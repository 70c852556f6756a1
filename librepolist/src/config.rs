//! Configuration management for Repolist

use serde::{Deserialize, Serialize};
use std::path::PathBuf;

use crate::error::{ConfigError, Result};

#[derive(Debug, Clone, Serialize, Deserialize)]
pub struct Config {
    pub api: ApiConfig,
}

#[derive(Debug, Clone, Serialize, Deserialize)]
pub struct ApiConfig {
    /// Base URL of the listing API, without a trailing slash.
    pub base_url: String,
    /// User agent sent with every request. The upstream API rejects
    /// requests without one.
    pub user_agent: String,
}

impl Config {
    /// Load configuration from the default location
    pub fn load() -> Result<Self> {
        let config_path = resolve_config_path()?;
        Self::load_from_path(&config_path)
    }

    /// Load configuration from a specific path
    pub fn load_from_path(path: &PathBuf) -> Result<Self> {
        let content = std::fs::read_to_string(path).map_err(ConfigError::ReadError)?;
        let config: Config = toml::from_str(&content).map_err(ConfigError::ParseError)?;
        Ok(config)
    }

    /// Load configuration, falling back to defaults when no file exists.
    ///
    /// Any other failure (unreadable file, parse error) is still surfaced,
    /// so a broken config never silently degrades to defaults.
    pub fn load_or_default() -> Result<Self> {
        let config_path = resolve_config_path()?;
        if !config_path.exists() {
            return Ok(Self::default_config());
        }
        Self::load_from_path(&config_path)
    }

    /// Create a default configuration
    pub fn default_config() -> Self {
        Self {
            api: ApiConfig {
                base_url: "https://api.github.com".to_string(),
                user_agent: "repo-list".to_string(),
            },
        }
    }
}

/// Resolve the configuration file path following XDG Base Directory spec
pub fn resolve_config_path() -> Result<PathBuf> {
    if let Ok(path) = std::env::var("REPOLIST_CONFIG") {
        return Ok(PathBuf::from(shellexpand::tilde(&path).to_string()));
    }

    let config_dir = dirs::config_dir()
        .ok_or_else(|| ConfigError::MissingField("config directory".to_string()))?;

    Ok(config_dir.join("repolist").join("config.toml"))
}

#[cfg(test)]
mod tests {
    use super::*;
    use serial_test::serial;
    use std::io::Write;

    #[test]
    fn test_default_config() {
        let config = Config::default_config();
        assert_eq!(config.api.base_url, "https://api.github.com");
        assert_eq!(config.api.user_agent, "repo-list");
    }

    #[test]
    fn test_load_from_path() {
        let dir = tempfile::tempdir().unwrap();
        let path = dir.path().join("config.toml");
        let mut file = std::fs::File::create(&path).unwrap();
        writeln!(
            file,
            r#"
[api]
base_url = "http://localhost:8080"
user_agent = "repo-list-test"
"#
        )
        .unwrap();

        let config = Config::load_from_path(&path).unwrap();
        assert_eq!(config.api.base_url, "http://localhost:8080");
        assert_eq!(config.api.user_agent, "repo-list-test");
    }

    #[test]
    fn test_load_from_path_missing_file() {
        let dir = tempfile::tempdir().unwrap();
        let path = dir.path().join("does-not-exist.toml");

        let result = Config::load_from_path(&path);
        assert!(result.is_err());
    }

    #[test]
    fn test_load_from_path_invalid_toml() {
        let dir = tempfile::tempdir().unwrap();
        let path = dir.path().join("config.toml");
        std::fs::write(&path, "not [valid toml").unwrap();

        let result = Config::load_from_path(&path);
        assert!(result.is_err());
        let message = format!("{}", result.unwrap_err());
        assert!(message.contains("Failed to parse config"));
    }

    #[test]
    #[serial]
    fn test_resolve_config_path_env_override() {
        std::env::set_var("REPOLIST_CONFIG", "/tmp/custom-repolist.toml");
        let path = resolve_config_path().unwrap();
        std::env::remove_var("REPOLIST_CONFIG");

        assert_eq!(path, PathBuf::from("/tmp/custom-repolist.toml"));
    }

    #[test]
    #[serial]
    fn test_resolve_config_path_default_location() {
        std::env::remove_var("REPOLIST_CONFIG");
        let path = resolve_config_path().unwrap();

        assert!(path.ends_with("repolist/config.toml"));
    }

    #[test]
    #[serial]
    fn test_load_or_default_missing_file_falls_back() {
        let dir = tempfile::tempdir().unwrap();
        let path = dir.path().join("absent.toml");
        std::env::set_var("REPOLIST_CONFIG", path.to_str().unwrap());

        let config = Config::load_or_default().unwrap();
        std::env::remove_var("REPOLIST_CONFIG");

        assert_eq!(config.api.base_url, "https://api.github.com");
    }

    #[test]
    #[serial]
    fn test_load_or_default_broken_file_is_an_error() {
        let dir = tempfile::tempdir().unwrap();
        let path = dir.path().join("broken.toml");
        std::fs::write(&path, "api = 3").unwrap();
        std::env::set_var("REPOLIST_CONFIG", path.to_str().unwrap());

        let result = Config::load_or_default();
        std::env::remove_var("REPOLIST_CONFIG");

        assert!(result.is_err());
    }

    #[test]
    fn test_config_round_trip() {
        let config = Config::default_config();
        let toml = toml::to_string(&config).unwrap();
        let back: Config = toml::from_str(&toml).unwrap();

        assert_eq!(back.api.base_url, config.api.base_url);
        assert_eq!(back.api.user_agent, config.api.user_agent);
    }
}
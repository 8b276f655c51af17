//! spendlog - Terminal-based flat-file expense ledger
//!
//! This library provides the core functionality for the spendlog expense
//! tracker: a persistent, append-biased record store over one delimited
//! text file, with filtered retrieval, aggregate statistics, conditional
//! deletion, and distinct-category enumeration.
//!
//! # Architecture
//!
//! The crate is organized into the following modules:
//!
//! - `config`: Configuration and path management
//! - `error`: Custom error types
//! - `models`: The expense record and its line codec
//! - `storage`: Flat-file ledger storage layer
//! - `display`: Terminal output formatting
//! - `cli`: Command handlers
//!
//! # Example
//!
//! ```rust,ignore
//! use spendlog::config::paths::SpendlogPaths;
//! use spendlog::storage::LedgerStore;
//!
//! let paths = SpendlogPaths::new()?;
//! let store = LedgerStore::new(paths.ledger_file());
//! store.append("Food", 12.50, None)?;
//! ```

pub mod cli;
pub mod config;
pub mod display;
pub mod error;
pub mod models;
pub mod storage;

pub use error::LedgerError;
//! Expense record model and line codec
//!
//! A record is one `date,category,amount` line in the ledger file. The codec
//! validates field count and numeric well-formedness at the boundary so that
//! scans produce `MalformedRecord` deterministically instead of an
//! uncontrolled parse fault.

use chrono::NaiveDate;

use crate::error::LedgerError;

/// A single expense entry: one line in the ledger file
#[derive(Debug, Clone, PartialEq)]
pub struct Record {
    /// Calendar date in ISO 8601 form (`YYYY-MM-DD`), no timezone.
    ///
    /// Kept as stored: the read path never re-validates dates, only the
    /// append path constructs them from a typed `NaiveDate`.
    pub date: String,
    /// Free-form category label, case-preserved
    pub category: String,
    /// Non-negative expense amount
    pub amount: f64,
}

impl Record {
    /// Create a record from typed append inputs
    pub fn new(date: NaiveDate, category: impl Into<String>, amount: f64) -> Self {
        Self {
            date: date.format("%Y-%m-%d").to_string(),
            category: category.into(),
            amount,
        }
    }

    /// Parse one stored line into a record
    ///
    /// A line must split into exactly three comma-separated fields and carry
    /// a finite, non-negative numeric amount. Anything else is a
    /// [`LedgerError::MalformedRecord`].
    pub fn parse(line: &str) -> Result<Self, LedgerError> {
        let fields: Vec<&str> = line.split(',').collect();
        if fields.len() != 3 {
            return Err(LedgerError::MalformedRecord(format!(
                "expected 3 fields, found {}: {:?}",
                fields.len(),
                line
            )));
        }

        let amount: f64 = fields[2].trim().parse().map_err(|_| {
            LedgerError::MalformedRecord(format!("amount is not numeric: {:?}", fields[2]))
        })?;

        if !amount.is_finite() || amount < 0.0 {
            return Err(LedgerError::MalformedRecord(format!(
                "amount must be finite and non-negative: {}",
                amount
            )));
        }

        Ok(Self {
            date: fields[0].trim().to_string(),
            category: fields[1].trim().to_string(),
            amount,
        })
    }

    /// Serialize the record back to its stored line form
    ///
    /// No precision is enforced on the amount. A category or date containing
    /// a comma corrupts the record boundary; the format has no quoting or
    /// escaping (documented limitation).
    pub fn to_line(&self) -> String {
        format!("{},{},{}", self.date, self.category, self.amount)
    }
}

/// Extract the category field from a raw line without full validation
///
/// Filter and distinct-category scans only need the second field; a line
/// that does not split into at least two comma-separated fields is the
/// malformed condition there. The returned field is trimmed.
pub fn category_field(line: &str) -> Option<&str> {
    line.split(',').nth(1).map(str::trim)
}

# # # # # # #

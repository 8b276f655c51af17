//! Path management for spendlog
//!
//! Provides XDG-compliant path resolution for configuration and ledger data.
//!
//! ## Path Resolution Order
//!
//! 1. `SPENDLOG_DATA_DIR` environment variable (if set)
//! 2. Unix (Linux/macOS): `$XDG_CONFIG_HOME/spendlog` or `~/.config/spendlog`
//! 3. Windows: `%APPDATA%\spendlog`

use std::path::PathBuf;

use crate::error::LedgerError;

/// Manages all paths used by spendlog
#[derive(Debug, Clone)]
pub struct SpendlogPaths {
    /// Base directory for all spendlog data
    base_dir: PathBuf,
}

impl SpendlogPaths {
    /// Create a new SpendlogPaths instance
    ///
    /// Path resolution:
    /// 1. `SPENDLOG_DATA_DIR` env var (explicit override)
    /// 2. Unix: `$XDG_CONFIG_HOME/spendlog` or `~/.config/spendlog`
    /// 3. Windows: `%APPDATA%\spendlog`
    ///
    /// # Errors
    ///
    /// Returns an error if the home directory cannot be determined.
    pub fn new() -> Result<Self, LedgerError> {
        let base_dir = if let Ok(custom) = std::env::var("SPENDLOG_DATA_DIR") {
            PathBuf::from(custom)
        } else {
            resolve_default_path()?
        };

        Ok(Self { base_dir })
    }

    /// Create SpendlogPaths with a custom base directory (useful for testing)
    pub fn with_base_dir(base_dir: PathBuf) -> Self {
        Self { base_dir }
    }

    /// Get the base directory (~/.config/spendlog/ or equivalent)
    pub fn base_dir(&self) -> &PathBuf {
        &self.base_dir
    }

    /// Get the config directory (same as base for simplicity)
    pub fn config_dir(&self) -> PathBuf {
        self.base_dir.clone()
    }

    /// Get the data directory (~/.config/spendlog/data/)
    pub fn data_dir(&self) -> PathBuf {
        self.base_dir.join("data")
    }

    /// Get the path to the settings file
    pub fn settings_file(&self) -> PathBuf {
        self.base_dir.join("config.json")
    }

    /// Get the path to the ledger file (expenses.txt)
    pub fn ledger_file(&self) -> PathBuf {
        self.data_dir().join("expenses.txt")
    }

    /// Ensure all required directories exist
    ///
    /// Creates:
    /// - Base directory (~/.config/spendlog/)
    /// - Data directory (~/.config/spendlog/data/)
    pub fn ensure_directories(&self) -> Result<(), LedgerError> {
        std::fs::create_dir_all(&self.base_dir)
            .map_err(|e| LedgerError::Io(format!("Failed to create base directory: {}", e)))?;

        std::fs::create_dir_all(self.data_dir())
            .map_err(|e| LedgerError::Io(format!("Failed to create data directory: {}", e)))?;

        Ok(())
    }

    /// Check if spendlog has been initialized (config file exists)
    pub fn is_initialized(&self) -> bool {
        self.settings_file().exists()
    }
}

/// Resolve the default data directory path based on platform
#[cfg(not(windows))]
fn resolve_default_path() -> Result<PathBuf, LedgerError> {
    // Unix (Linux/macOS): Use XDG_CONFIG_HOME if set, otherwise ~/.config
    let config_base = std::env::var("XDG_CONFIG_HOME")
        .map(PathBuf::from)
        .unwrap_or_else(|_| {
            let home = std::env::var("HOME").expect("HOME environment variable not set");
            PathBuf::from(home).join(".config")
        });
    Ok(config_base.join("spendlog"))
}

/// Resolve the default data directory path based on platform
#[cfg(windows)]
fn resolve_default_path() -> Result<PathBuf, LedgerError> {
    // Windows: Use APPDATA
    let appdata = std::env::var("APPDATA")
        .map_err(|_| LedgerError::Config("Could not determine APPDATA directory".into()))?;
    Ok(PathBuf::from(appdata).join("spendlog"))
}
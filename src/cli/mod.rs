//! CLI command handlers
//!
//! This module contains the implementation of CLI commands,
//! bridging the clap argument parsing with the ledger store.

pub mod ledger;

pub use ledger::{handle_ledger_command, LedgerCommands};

# # # # # # #

TRY IT:
Search the records above for "separated" and copy every line that has it.

REPLY:
    /// A line must split into exactly three comma-separated fields and carry
/// that does not split into at least two comma-separated fields is the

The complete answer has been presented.